By Andrew Hamlin
Northwest Asian Weekly
Giant monsters. Giant robots. Giant monsters fighting giant robots. If the underlying principles of “Pacific Rim” sound familiar to you from Japanese anime, film, and television, don’t worry, you’re not alone. Mexican director Guillermo del Toro (Pan’s Labyrinth, Hellboy) favors the horror and science fiction genres. For his latest film, he specializes in spectacle. And he’s pulled out some of his favorite ideas from exactly the aforementioned.
Pacific Rim’s main characters pilot “Jaegers,” giant robots the size of skyscrapers with an impressive, apparently endless array of weapons. The robots fight “Kaiju,” giant monsters emerging (as the film starts) one by one from a fissure deep beneath the ocean.
In real life, “Kaiju” is a Japanese word literally meaning “strange beast” but usually referring to the giant monsters popularized by Inshiro Honda’s film “Godzilla,” released originally in 1954. Often portrayed through “suitmation” — rubber costumes worn by stuntmen who cavorted through, and often stomped on, scale-model representations of Tokyo and elsewhere — Godzilla spawned 28 films, a multimedia empire, and a slew of complimentary, sometimes competing “kaiju.”
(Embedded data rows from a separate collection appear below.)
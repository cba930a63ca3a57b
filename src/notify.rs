//! Non-fatal, user-facing notifications (toasts in a UI, stderr in the CLI).

use std::sync::Mutex;

#[derive(Debug, Clone, Copy, PartialEq, Eq)]
pub enum NoticeLevel {
    Info,
    Warning,
    Error,
}

pub trait Notifier: Send + Sync {
    fn notify(&self, level: NoticeLevel, message: &str);
}

/// Routes notices into the log only.
#[derive(Debug, Default, Clone, Copy)]
pub struct LogNotifier;

impl Notifier for LogNotifier {
    fn notify(&self, level: NoticeLevel, message: &str) {
        match level {
            NoticeLevel::Info => tracing::info!(notice = message),
            NoticeLevel::Warning => tracing::warn!(notice = message),
            NoticeLevel::Error => tracing::error!(notice = message),
        }
    }
}

/// Keeps every notice in memory. Useful for tests and for UIs that drain
/// notices on their own schedule.
#[derive(Debug, Default)]
pub struct RecordingNotifier {
    notices: Mutex<Vec<(NoticeLevel, String)>>,
}

impl RecordingNotifier {
    pub fn new() -> Self {
        Self::default()
    }

    pub fn take(&self) -> Vec<(NoticeLevel, String)> {
        match self.notices.lock() {
            Ok(mut guard) => std::mem::take(&mut *guard),
            Err(_) => Vec::new(),
        }
    }
}

impl Notifier for RecordingNotifier {
    fn notify(&self, level: NoticeLevel, message: &str) {
        if let Ok(mut guard) = self.notices.lock() {
            guard.push((level, message.to_string()));
        }
    }
}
The giant robot “mecha” traces its origins back to 1956, when Mitsuteru Yokoyama first published the manga “Tetsujin 28-gō,” detailing a robot operated remotely by a young boy. Go Nagai’s “Mazinger Z” manga, first published in 1972, made the decisive change of placing young pilots actually inside the giant robots, thus contrasting human youth and physical weakness with mechanical might. Both manga became successful anime series, and it’s been sky-high (and beyond, into deep space) for mecha ever since.
Mecha have fought kaiju onscreen before, notably in 1973’s “Godzilla vs. Megalon,” which featured a giant robot called Jet Jaguar wrestling with Godzilla. But del Toro, armed with state-of-the-art CGI special effects, isn’t stopping at one or two robots, monsters, or fights.
The film begins partway thorough a long, costly, demoralizing battle against the kaiju, which has united the entire Earth against the monsters, but has depleted resources, killed millions, and left the remaining population in jeopardy. Stacker Pentecost, played by English actor Idris Elba, leads a rear-guard action as the Jaeger program winds down.
Pentecost seeks out Raleigh Beckett (played by Charlie Hunnam), a former Jaeger pilot who suffered the loss of his brother, and copilot, in combat. (Jaegers require two pilots to operate, a feature seen in some mecha anime, for example 2006’s “Zegapain.”) He wants Raleigh back in the mecha saddle, but picking a new copilot proves difficult.
The most obvious match is Pentecost’s underling Mako Mori (Rinko Kikuchi). She scores highly on all the tests, and shows a rapport with Raleigh. But Pentecost is reluctant to put her into combat, for his own private reasons. Then, some disturbing news about the kaiju forces his hand, and “Pacific Rim” heats up.
The obligatory combat sequences obligingly carry on long and thunderous, with nods to the source material such as seafaring craft tossed around like bathtub toys, and a certain bobble to the long-necked kaiju, a nod to the days when they were stuntmen in suits. The mecha, which after all have a stronger tradition in anime than in live-action fare, move more fluidly.
A few fights go on a little too long, and a lengthy subplot about Mako Mori’s background could have been trimmed for a sleeker running time. On the whole, though, del Toro gets what he wants: An epic, knock-down drag-out battle royal with just enough human interest for balance. For more bobble, wobble, and silliness, though, check out what came before. (end)
“Pacific Rim” opens Friday, July 12 at various theatres. Check local listings for venues, showtimes, prices, and parking.